**What you are asked to do:** Scan the material below for "text", then return each line that contains it.

┌─ Material provided

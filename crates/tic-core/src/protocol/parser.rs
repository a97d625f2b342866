use serde::{Deserialize, Serialize};

use crate::config::{ConfigError, DecoderConfig, FieldLimits, OverflowPolicy};
use crate::source::{ByteSource, SourceError};

use super::buffer::DatasetBuffer;
use super::error::DecodeError;
use super::generation::Generation;
use super::layout;
use super::reader::{DatasetFields, DatasetReader, has_valid_parity, strip_parity};

/// One decoded dataset.
///
/// Fields are clipped to the configured caps; `truncated` records whether
/// any clipping happened.
#[derive(Debug, Clone, PartialEq, Eq, Serialize, Deserialize)]
pub struct Dataset {
    pub name: String,
    /// Empty for two-field datasets.
    #[serde(default, skip_serializing_if = "String::is_empty")]
    pub timestamp: String,
    pub value: String,
    pub generation: Generation,
    pub truncated: bool,
}

impl Dataset {
    fn from_fields(fields: DatasetFields<'_>, generation: Generation, limits: &FieldLimits) -> Self {
        let (name, name_cut) = clip(fields.name, limits.name_max);
        let (timestamp, timestamp_cut) = clip(fields.timestamp, limits.timestamp_max);
        let (value, value_cut) = clip(fields.value, limits.value_max);
        Self {
            name,
            timestamp,
            value,
            generation,
            truncated: name_cut || timestamp_cut || value_cut,
        }
    }

    pub fn has_timestamp(&self) -> bool {
        !self.timestamp.is_empty()
    }
}

fn clip(bytes: &[u8], max: usize) -> (String, bool) {
    let kept = &bytes[..bytes.len().min(max)];
    // Parity is stripped before buffering, so every byte is 7-bit ASCII.
    let text = kept.iter().map(|byte| char::from(*byte)).collect();
    (text, kept.len() < bytes.len())
}

/// Result of feeding one byte to the decoder.
#[derive(Debug, Clone, PartialEq, Eq)]
pub enum Outcome {
    NeedMore,
    DatasetReady(Dataset),
    Error(DecodeError),
}

#[derive(Debug, Clone, Copy, PartialEq, Eq)]
pub enum DecoderState {
    /// Discarding bytes until a frame start.
    SearchFrame,
    /// Inside a frame, between datasets.
    SearchDataset,
    /// Reading the dataset name, separator not seen yet.
    InName,
    /// Reading everything after the first separator up to the dataset stop.
    InPayload,
}

/// Session counters. They survive [`Decoder::reset`].
#[derive(Debug, Clone, Copy, Default, PartialEq, Eq, Serialize, Deserialize)]
pub struct DecoderStats {
    pub bytes: u64,
    pub frames_started: u64,
    pub frames_completed: u64,
    pub datasets: u64,
    pub errors: u64,
}

/// Byte-at-a-time TIC stream decoder.
///
/// # Examples
/// ```
/// use tic_core::{Decoder, Generation, Outcome};
/// use tic_core::protocol::encoder::{FrameBuilder, apply_parity};
///
/// let frame = FrameBuilder::new()
///     .dataset(Generation::Historic, "ADCO", "", "031528123456")
///     .finish();
///
/// let mut decoder = Decoder::default();
/// let ready: Vec<_> = apply_parity(&frame)
///     .into_iter()
///     .map(|byte| decoder.process_byte(byte))
///     .filter(|outcome| *outcome != Outcome::NeedMore)
///     .collect();
///
/// match &ready[..] {
///     [Outcome::DatasetReady(dataset)] => assert_eq!(dataset.value, "031528123456"),
///     other => panic!("unexpected outcomes: {other:?}"),
/// }
/// ```
#[derive(Debug, Clone)]
pub struct Decoder {
    config: DecoderConfig,
    state: DecoderState,
    buffer: DatasetBuffer,
    generation: Option<Generation>,
    stats: DecoderStats,
}

impl Default for Decoder {
    fn default() -> Self {
        Self::with_capacity(DecoderConfig::default(), layout::STANDARD_BUFFER_CAPACITY)
    }
}

impl Decoder {
    /// Fails when the field caps need more than
    /// [`layout::MAX_BUFFER_CAPACITY`] bytes of buffer.
    pub fn new(config: DecoderConfig) -> Result<Self, ConfigError> {
        let capacity = config.limits.buffer_capacity()?;
        Ok(Self::with_capacity(config, capacity))
    }

    fn with_capacity(config: DecoderConfig, capacity: usize) -> Self {
        Self {
            config,
            state: DecoderState::SearchFrame,
            buffer: DatasetBuffer::new(capacity),
            generation: None,
            stats: DecoderStats::default(),
        }
    }

    pub fn config(&self) -> &DecoderConfig {
        &self.config
    }

    pub fn state(&self) -> DecoderState {
        self.state
    }

    pub fn stats(&self) -> DecoderStats {
        self.stats
    }

    /// Drop any partial dataset and go back to frame search.
    pub fn reset(&mut self) {
        self.state = DecoderState::SearchFrame;
        self.buffer.clear();
        self.generation = None;
    }

    /// Consume exactly one raw wire byte.
    pub fn process_byte(&mut self, raw: u8) -> Outcome {
        self.stats.bytes += 1;
        if !has_valid_parity(raw) {
            return self.fail(DecodeError::Parity { byte: raw });
        }
        let byte = strip_parity(raw);

        match self.state {
            DecoderState::SearchFrame => {
                if byte == layout::FRAME_START {
                    self.state = DecoderState::SearchDataset;
                    self.stats.frames_started += 1;
                }
                Outcome::NeedMore
            }
            DecoderState::SearchDataset => match byte {
                layout::DATASET_START => {
                    self.buffer.clear();
                    self.generation = None;
                    self.state = DecoderState::InName;
                    Outcome::NeedMore
                }
                layout::FRAME_STOP => {
                    self.state = DecoderState::SearchFrame;
                    self.stats.frames_completed += 1;
                    Outcome::NeedMore
                }
                _ => self.fail(DecodeError::Framing { byte }),
            },
            DecoderState::InName => match Generation::from_separator(byte) {
                Some(generation) => {
                    if self.buffer.push(byte).is_err() {
                        return self.overflow();
                    }
                    self.generation = Some(generation);
                    self.state = DecoderState::InPayload;
                    Outcome::NeedMore
                }
                None => {
                    let max = self.config.limits.name_max;
                    if self.buffer.len() >= max {
                        return self.fail(DecodeError::NameTooLong { max });
                    }
                    self.append(byte)
                }
            },
            DecoderState::InPayload => {
                if byte == layout::DATASET_STOP {
                    self.finish_dataset()
                } else {
                    self.append(byte)
                }
            }
        }
    }

    /// Feed every byte of `bytes`, keeping only outcomes other than
    /// [`Outcome::NeedMore`].
    pub fn process_slice(&mut self, bytes: &[u8]) -> Vec<Outcome> {
        bytes
            .iter()
            .map(|byte| self.process_byte(*byte))
            .filter(|outcome| *outcome != Outcome::NeedMore)
            .collect()
    }

    /// Pull bytes from `source` while it reports some available.
    ///
    /// Returns at the first dataset or decode error, or with
    /// [`Outcome::NeedMore`] once the source has nothing left right now. A
    /// source failure resets the decoder before being returned.
    pub fn drain<S: ByteSource + ?Sized>(&mut self, source: &mut S) -> Result<Outcome, SourceError> {
        while source.available() {
            let byte = match source.read_byte() {
                Ok(Some(byte)) => byte,
                Ok(None) => break,
                Err(err) => {
                    log::debug!("byte source failed: {err}");
                    self.reset();
                    return Err(err);
                }
            };
            match self.process_byte(byte) {
                Outcome::NeedMore => {}
                outcome => return Ok(outcome),
            }
        }
        Ok(Outcome::NeedMore)
    }

    fn append(&mut self, byte: u8) -> Outcome {
        match self.buffer.push(byte) {
            Ok(()) => Outcome::NeedMore,
            Err(_) => self.overflow(),
        }
    }

    fn overflow(&mut self) -> Outcome {
        let capacity = self.buffer.capacity();
        match self.config.overflow {
            OverflowPolicy::Resync => {
                log::debug!("dataset longer than {capacity} bytes, resynchronizing");
                self.reset();
                Outcome::NeedMore
            }
            OverflowPolicy::Report => self.fail(DecodeError::PayloadTooLong { capacity }),
        }
    }

    fn finish_dataset(&mut self) -> Outcome {
        let Some(generation) = self.generation else {
            return self.fail(DecodeError::ProtocolViolation {
                reason: "dataset has no separator",
            });
        };

        let reader = DatasetReader::new(self.buffer.as_slice(), generation);
        let decoded = reader
            .verify_checksum()
            .and_then(|()| reader.split_fields())
            .map(|fields| Dataset::from_fields(fields, generation, &self.config.limits));

        match decoded {
            Ok(dataset) => {
                log::trace!("dataset {} = {:?}", dataset.name, dataset.value);
                self.buffer.clear();
                self.generation = None;
                self.state = DecoderState::SearchDataset;
                self.stats.datasets += 1;
                Outcome::DatasetReady(dataset)
            }
            Err(err) => self.fail(err),
        }
    }

    fn fail(&mut self, err: DecodeError) -> Outcome {
        log::debug!("{err}, resynchronizing");
        self.reset();
        self.stats.errors += 1;
        Outcome::Error(err)
    }
}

└─

**Written solution:**
    let text = kept.iter().map(|byte| char::from(*byte)).collect();
    (text, kept.len() < bytes.len())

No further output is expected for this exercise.